Endlich begegnete er meinem Blick.

„Nein“, sagte ich. „Mein persönlicher Schmerz ist etwas anderes als meine Interpretation. Seine Worte waren klar, bevor sie schmerzhaft wurden.“

Im Gerichtssaal herrschte vollkommene Stille.

Daniel wurde in mehreren Anklagepunkten verurteilt.

Nicht alles zählt.

Das Gesetz ist kein Blitzschlag. Es ist ein Mechanismus, und Mechanismen weisen Lücken auf.

Aber das Ergebnis war ausreichend.

Genug, um seine Karriere zu beenden.

Genug, um ihn wegzuschicken.

Genug, um den Männern hinter ihm zu zeigen, dass ich kein Eingang war, den sie benutzen konnten.

Sechs Monate nach der Hochzeit, die nie stattfand, besuchte ich eine andere Zeremonie in Fort Mason.

Es gehörte mir nicht.

Frank Dobbins wurde von einer Veteranenorganisation für seinen bürgerlichen Mut ausgezeichnet.

Ihm missfiel jeder einzelne Moment davon.

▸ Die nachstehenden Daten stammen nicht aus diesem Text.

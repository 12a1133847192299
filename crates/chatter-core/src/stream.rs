//! The synchronized broadcast stream backing one room.
//!
//! A [`ChatStream`] owns an append-only [`MessageLog`] and a table of
//! registered listeners, each with a read cursor and a [`WakeLatch`]. All
//! state is guarded by a single per-stream mutex, so an append plus the
//! fan-out of wake signals is atomic with respect to any cursor read or
//! advance. The only suspension point is [`WakeLatch::wait`], entered
//! outside the lock.

use crate::latch::{Wake, WakeLatch};
use crate::log::MessageLog;
use crate::message::ChatMessage;
use parking_lot::Mutex;
use std::collections::HashMap;
use std::fmt;
use std::sync::atomic::{AtomicU64, Ordering};
use std::sync::Arc;
use thiserror::Error;
use tracing::{debug, trace};

/// Identifies one registered listener on a [`ChatStream`].
///
/// Ids are issued by the stream at registration time and never reused.
#[derive(Debug, Clone, Copy, PartialEq, Eq, Hash)]
pub struct ListenerId(u64);

impl fmt::Display for ListenerId {
    fn fmt(&self, f: &mut fmt::Formatter<'_>) -> fmt::Result {
        write!(f, "listener-{}", self.0)
    }
}

/// Stream errors.
#[derive(Debug, Error)]
pub enum StreamError {
    /// `poll` was called for a listener that was never registered on this
    /// stream, or whose entry has already been removed.
    #[error("unknown listener: {0}")]
    UnknownListener(ListenerId),
}

/// Per-listener state: how much of the log has been delivered, and the
/// latch used to resume its receive loop.
#[derive(Debug)]
struct ListenerEntry {
    cursor: usize,
    latch: Arc<WakeLatch>,
}

#[derive(Debug, Default)]
struct StreamState {
    log: MessageLog,
    listeners: HashMap<ListenerId, ListenerEntry>,
}

/// A synchronized, in-memory broadcast stream.
///
/// Producers append with [`send`](ChatStream::send); each consumer
/// replays the full history and then blocks for new messages, either
/// through the [`register`](ChatStream::register) /
/// [`poll`](ChatStream::poll) primitives or the higher-level
/// [`subscribe`](ChatStream::subscribe) /
/// [`receive`](ChatStream::receive) loop. All listeners of one stream
/// observe the same total order: the log append order.
#[derive(Debug, Default)]
pub struct ChatStream {
    state: Mutex<StreamState>,
    next_listener: AtomicU64,
}

impl ChatStream {
    /// Create a new, empty stream.
    #[must_use]
    pub fn new() -> Self {
        Self::default()
    }

    /// Append a message and wake every registered listener.
    ///
    /// The message is visible in the log before any latch is signaled, so
    /// a woken listener's next poll always observes it. Never blocks on
    /// consumers; signaling is fire-and-forget.
    pub fn send(&self, message: ChatMessage) {
        let mut state = self.state.lock();
        let length = state.log.append(message);
        for entry in state.listeners.values() {
            entry.latch.signal();
        }
        trace!(
            length,
            listeners = state.listeners.len(),
            "message appended"
        );
    }

    fn admit(&self) -> (ListenerId, Vec<Arc<ChatMessage>>, Arc<WakeLatch>) {
        let id = ListenerId(self.next_listener.fetch_add(1, Ordering::Relaxed));
        let latch = Arc::new(WakeLatch::new());
        let mut state = self.state.lock();
        let history = state.log.slice_from(0);
        let cursor = state.log.len();
        state.listeners.insert(
            id,
            ListenerEntry {
                cursor,
                latch: Arc::clone(&latch),
            },
        );
        debug!(listener = %id, backlog = history.len(), "listener registered");
        (id, history, latch)
    }

    /// Register a new listener and return its id together with the full
    /// message history up to this instant.
    ///
    /// The listener's cursor starts at the current log length: a message
    /// appended concurrently is either included in the returned history or
    /// counted from the cursor onward, never both and never neither.
    #[must_use]
    pub fn register(&self) -> (ListenerId, Vec<Arc<ChatMessage>>) {
        let (id, history, _) = self.admit();
        (id, history)
    }

    /// Return the listener's unread messages and advance its cursor to the
    /// current log length.
    ///
    /// Concatenating the `register` history with every subsequent `poll`
    /// result, in call order, reproduces the log exactly once, provided
    /// polls for one listener are not issued concurrently with each other.
    ///
    /// # Errors
    ///
    /// [`StreamError::UnknownListener`] if the id was never registered
    /// here or has been removed.
    pub fn poll(&self, id: ListenerId) -> Result<Vec<Arc<ChatMessage>>, StreamError> {
        let mut guard = self.state.lock();
        let StreamState { log, listeners } = &mut *guard;
        let entry = listeners
            .get_mut(&id)
            .ok_or(StreamError::UnknownListener(id))?;
        let cursor = std::mem::replace(&mut entry.cursor, log.len());
        Ok(log.slice_from(cursor))
    }

    /// Remove a listener and close its latch, waking it if suspended.
    ///
    /// Returns `false` if the id was not registered. Removal is the normal
    /// disconnect path, not an error: a receive loop suspended in its
    /// latch observes the closure and unwinds.
    pub fn unregister(&self, id: ListenerId) -> bool {
        let removed = self.state.lock().listeners.remove(&id);
        match removed {
            Some(entry) => {
                entry.latch.close();
                debug!(listener = %id, "listener removed");
                true
            }
            None => false,
        }
    }

    /// Register a listener and return a [`Subscription`] handle that
    /// unregisters it when dropped.
    #[must_use]
    pub fn subscribe(self: Arc<Self>) -> Subscription {
        let (id, backlog, latch) = self.admit();
        Subscription {
            stream: self,
            id,
            latch,
            backlog,
        }
    }

    /// Drive a delivery loop for one consumer.
    ///
    /// Registers a listener, delivers the full history in order, then
    /// suspends until new messages arrive and delivers each batch as it
    /// becomes available. The loop runs until `deliver` returns `false`
    /// (the consumer has gone away) or the listener is unregistered; the
    /// listener entry is removed on either path.
    pub async fn receive<F>(self: Arc<Self>, mut deliver: F)
    where
        F: FnMut(Arc<ChatMessage>) -> bool,
    {
        let mut subscription = self.subscribe();
        'delivery: while let Some(batch) = subscription.next_batch().await {
            for message in batch {
                if !deliver(message) {
                    break 'delivery;
                }
            }
        }
    }

    /// Number of messages appended so far.
    #[must_use]
    pub fn len(&self) -> usize {
        self.state.lock().log.len()
    }

    /// Whether no message has been appended yet.
    #[must_use]
    pub fn is_empty(&self) -> bool {
        self.state.lock().log.is_empty()
    }

    /// Number of currently registered listeners.
    #[must_use]
    pub fn listener_count(&self) -> usize {
        self.state.lock().listeners.len()
    }
}

/// A registered listener's handle on a stream.
///
/// Dropping the subscription removes the listener entry, so a consumer
/// that disconnects (or whose driving task is cancelled mid-wait) cannot
/// leak its cursor.
#[derive(Debug)]
pub struct Subscription {
    stream: Arc<ChatStream>,
    id: ListenerId,
    latch: Arc<WakeLatch>,
    backlog: Vec<Arc<ChatMessage>>,
}

impl Subscription {
    /// The listener id issued at registration.
    #[must_use]
    pub fn id(&self) -> ListenerId {
        self.id
    }

    /// Wait for and return the next non-empty batch of unread messages.
    ///
    /// The first call yields the history captured at registration time (if
    /// any); later calls suspend on the latch and poll. Returns `None`
    /// once the listener has been unregistered.
    pub async fn next_batch(&mut self) -> Option<Vec<Arc<ChatMessage>>> {
        if !self.backlog.is_empty() {
            return Some(std::mem::take(&mut self.backlog));
        }
        loop {
            match self.latch.wait().await {
                Wake::Closed => return None,
                Wake::Signaled => match self.stream.poll(self.id) {
                    // A wakeup for messages an earlier poll already
                    // drained; keep waiting.
                    Ok(batch) if batch.is_empty() => continue,
                    Ok(batch) => return Some(batch),
                    Err(StreamError::UnknownListener(_)) => return None,
                },
            }
        }
    }
}

impl Drop for Subscription {
    fn drop(&mut self) {
        self.stream.unregister(self.id);
    }
}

Er stand unter den Bühnenlichtern in einem alten Anzug, der ihm schlecht über die Schultern spannte, und blinzelte, während das Publikum applaudierte.

Karen Holt saß neben mir in der ersten Reihe.

Franks Sohn Michael nahm im Rollstuhl und mit einem Sauerstoffschlauch unter der Nase teil.

Als Frank bemerkte, dass er applaudierte, verfinsterte sich sein Gesichtsausdruck fast.

Anschließend fand Frank mich neben der Kaffeekanne stehend vor.

„Du hast es ihnen erzählt“, warf er dir vor.

„Ich habe Fakten geliefert.“

„Sie haben mich empfohlen.“

„Ich habe den Kontext geliefert.“

„Du bist unmöglich.“

„Mir wurde gesagt.“

Er schüttelte den Kopf, lächelte dabei aber.